What’s the entry-level salary for electrical, electronic, and electromechanical assemblers, except coil winders, tapers, and finishers in Iowa?
The 10th-percentile wage — what new electrical, electronic, and electromechanical assemblers, except coil winders, tapers, and finishers typically earn — is $38K/year. Take-home on that works out to about $2,297/month. At HUD’s $1,064/month FMR, rent would take 46% of that take-home — above the 30% guideline, so a 1-bedroom or shared housing is likely necessary starting out.
Is electrical, electronic, and electromechanical assemblers, except coil winders, tapers, and finisher a high-paying job in Iowa?
Pay here is roughly in line with the national average — $45K locally vs. $46K nationally, a 2% difference.
How does Iowa compare to the national average for electrical, electronic, and electromechanical assemblers, except coil winders, tapers, and finishers?
Iowa pays $45K median vs. the U.S. average of $46K — that’s -2%. After adjusting for local cost of living (RPP 88.86), the purchasing-power equivalent is $51K — still ahead of the national median.
How much do electrical, electronic, and electromechanical assemblers, except coil winders, tapers, and finishers make in Iowa?
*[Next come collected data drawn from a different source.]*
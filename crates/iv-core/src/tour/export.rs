//! Export document for moving a step list between instances.

use chrono::{DateTime, SecondsFormat, Utc};
use serde::{Deserialize, Serialize};
use serde_json::Value;

use crate::error::{TourError, TourResult};
use crate::language::normalize_language;
use crate::tour::model::{ensure_unique_ids, Step};
use crate::tour::record::{decode_steps, StepRecordMigrator};

pub const EXPORT_FORMAT_VERSION: &str = "1.0";

#[derive(Debug, Clone, PartialEq, Serialize, Deserialize)]
#[serde(rename_all = "camelCase")]
pub struct StepExportDocument {
    pub version: String,
    pub language: String,
    pub export_date: String,
    pub steps: Vec<Step>,
}

impl StepExportDocument {
    pub fn new(language: impl Into<String>, steps: Vec<Step>, exported_at: DateTime<Utc>) -> Self {
        Self {
            version: EXPORT_FORMAT_VERSION.to_string(),
            language: language.into(),
            export_date: exported_at.to_rfc3339_opts(SecondsFormat::Secs, true),
            steps,
        }
    }

    /// Validates an uploaded document against the language it is imported into.
    ///
    /// Works on raw JSON so a malformed upload is reported per step. Steps
    /// are read with the stored-record rules, so anything that can be
    /// exported imports back unchanged.
    pub fn parse_import(document: &Value, target_language: &str) -> TourResult<Vec<Step>> {
        let object = document
            .as_object()
            .ok_or_else(|| TourError::validation("Invalid import file: expected a JSON object"))?;

        if let Some(version) = object.get("version") {
            let version = version
                .as_str()
                .ok_or_else(|| TourError::validation("Invalid import file: version must be a string"))?;
            if !is_supported_version(version) {
                return Err(TourError::validation(format!(
                    "Unsupported import version '{version}', expected {EXPORT_FORMAT_VERSION}"
                )));
            }
        }

        let language = object
            .get("language")
            .and_then(Value::as_str)
            .ok_or_else(|| TourError::validation("Invalid import file: language is required"))?;
        if normalize_language(language) != normalize_language(target_language) {
            return Err(TourError::validation(format!(
                "Import file is for language '{language}', not '{target_language}'"
            )));
        }

        let mut items = object
            .get("steps")
            .and_then(Value::as_array)
            .cloned()
            .ok_or_else(|| TourError::validation("Invalid import file: steps array is required"))?;

        StepRecordMigrator::new().migrate(&mut items);

        let steps = decode_steps(&items).map_err(|(index, e)| {
            TourError::validation(format!("Invalid step at index {index}: {e}"))
        })?;

        ensure_unique_ids(&steps)?;
        Ok(steps)
    }
}

fn is_supported_version(version: &str) -> bool {
    let major = version.split('.').next().unwrap_or_default();
    major == "1"
}
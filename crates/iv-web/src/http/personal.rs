use std::sync::Arc;

use axum::extract::rejection::JsonRejection;
use axum::extract::State;
use axum::Json;
use iv_core::settings::UserPreferencePatch;
use iv_core::UserPreference;
use tracing::{info_span, Instrument};

use super::caller::Caller;
use super::dto::ApiOk;
use super::error::ApiError;
use crate::bootstrap::AppRuntime;

pub async fn get_settings(
    State(runtime): State<Arc<AppRuntime>>,
    caller: Caller,
) -> Result<Json<ApiOk<UserPreference>>, ApiError> {
    let span = info_span!("http.personal.get_settings", user_id = %caller.user_id);
    async {
        let preference = runtime
            .usecases()
            .get_user_preference()
            .execute(&caller.user_id)
            .await?;
        Ok(Json(ApiOk::new("Settings loaded", preference)))
    }
    .instrument(span)
    .await
}

pub async fn save_settings(
    State(runtime): State<Arc<AppRuntime>>,
    caller: Caller,
    payload: Result<Json<UserPreferencePatch>, JsonRejection>,
) -> Result<Json<ApiOk<UserPreference>>, ApiError> {
    let Json(patch) = payload?;
    let span = info_span!("http.personal.save_settings", user_id = %caller.user_id);
    async {
        let preference = runtime
            .usecases()
            .update_user_preference()
            .execute(&caller.user_id, patch)
            .await?;
        Ok(Json(ApiOk::new("Settings saved successfully", preference)))
    }
    .instrument(span)
    .await
}
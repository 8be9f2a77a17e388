use std::sync::Arc;

use iv_core::ports::{ConfigStorePort, TranslationPort};
use iv_core::settings::EffectiveVisibility;
use iv_core::{GlobalSettings, LanguageResolution, TourResult};
use tracing::{debug, info_span, Instrument};

use super::{GetGlobalSettings, GetUserPreference};

/// Decides whether a user sees the tour in a language.
///
/// The language check runs against the language the steps would be served
/// in, so an unsupported request is judged as its fallback. Read only.
pub struct EvaluateVisibility {
    config_store: Arc<dyn ConfigStorePort>,
    translations: Arc<dyn TranslationPort>,
}

impl EvaluateVisibility {
    pub fn new(
        config_store: Arc<dyn ConfigStorePort>,
        translations: Arc<dyn TranslationPort>,
    ) -> Self {
        Self {
            config_store,
            translations,
        }
    }

    pub async fn execute(&self, user_id: &str, language: &str) -> TourResult<EffectiveVisibility> {
        let span = info_span!(
            "usecase.evaluate_visibility.execute",
            user_id = %user_id,
            language = %language
        );

        async {
            let settings = GetGlobalSettings::new(self.config_store.clone()).read().await?;
            let language =
                LanguageResolution::resolve(language, &self.translations.available_languages());
            self.evaluate(&settings, user_id, &language).await
        }
        .instrument(span)
        .await
    }

    /// Evaluates against settings the caller already loaded.
    pub async fn evaluate(
        &self,
        settings: &GlobalSettings,
        user_id: &str,
        language: &LanguageResolution,
    ) -> TourResult<EffectiveVisibility> {
        let preference = GetUserPreference::new(self.config_store.clone())
            .execute(user_id)
            .await?;

        let visibility = EffectiveVisibility::evaluate(settings, &language.resolved, &preference);
        debug!(
            visible = visibility.visible,
            reason = ?visibility.reason,
            language = %language.resolved,
            "visibility evaluated"
        );
        Ok(visibility)
    }
}
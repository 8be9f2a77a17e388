use std::sync::Arc;

use iv_core::keys::{WIZARD_COMPLETED, WIZARD_DISABLED, WIZARD_SKIPPED, WIZARD_STARTED};
use iv_core::ports::ConfigStorePort;
use iv_core::settings::{encode_flag, UserPreferencePatch};
use iv_core::{TourResult, UserPreference};
use tracing::{info, info_span, Instrument};

pub struct GetUserPreference {
    config_store: Arc<dyn ConfigStorePort>,
}

impl GetUserPreference {
    pub fn new(config_store: Arc<dyn ConfigStorePort>) -> Self {
        Self { config_store }
    }

    pub async fn execute(&self, user_id: &str) -> TourResult<UserPreference> {
        let span = info_span!("usecase.get_user_preference.execute", user_id = %user_id);

        async {
            let disabled = self.config_store.get_user_value(user_id, WIZARD_DISABLED).await?;
            let started = self.config_store.get_user_value(user_id, WIZARD_STARTED).await?;
            let completed = self.config_store.get_user_value(user_id, WIZARD_COMPLETED).await?;
            let skipped = self.config_store.get_user_value(user_id, WIZARD_SKIPPED).await?;

            Ok(UserPreference::from_stored(
                disabled.as_deref(),
                started.as_deref(),
                completed.as_deref(),
                skipped.as_deref(),
            ))
        }
        .instrument(span)
        .await
    }
}

/// Stores a user's own opt-out. A patch without the field writes nothing.
pub struct UpdateUserPreference {
    config_store: Arc<dyn ConfigStorePort>,
}

impl UpdateUserPreference {
    pub fn new(config_store: Arc<dyn ConfigStorePort>) -> Self {
        Self { config_store }
    }

    pub async fn execute(
        &self,
        user_id: &str,
        patch: UserPreferencePatch,
    ) -> TourResult<UserPreference> {
        let span = info_span!("usecase.update_user_preference.execute", user_id = %user_id);

        async {
            if let Some(flag) = &patch.wizard_disabled {
                let disabled = flag.is_truthy();
                self.config_store
                    .set_user_value(user_id, WIZARD_DISABLED, encode_flag(disabled))
                    .await?;
                info!(user_id = %user_id, disabled, "wizard opt-out updated");
            }

            GetUserPreference::new(self.config_store.clone())
                .execute(user_id)
                .await
        }
        .instrument(span)
        .await
    }
}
The median is $44,880 a year, that works out to about $22 an hour. But the range is wide: entry-level workers start around $38,290, and experienced electrical, electronic, and electromechanical assemblers, except coil winders, tapers, and finishers can clear $61,360. These are BLS numbers, based on employer-reported data, not self-reported surveys.
Is $45K enough to live in Iowa?
On that salary, you'd take home roughly $2,997/month after taxes. A 2-bedroom here rents for about $1,064/month, which eats 35.5% of your paycheck. That's above the 30% rule of thumb, housing will be a stretch at the median salary, though you can manage with roommates or a smaller place.
How far does a electrical, electronic, and electromechanical assemblers, except coil winders, tapers, and finishers salary go in Iowa?
Iowa has a Regional Price Parity of 88.86 (100 is the national average). That's below average, your money stretches further here than the raw salary number suggests. After cost-of-living adjustment, the median electrical, electronic, and electromechanical assemblers, except coil winders, tapers, and finishers salary is worth about $50,506 in national-average purchasing power.
Where do electrical, electronic, and electromechanical assemblers, except coil winders, tapers, and finishers get paid the most?
The table above ranks every state by median pay for this role. Keep in mind that the highest-paying states tend to have the highest costs of living, so the top salary doesn't always mean the most money in your pocket.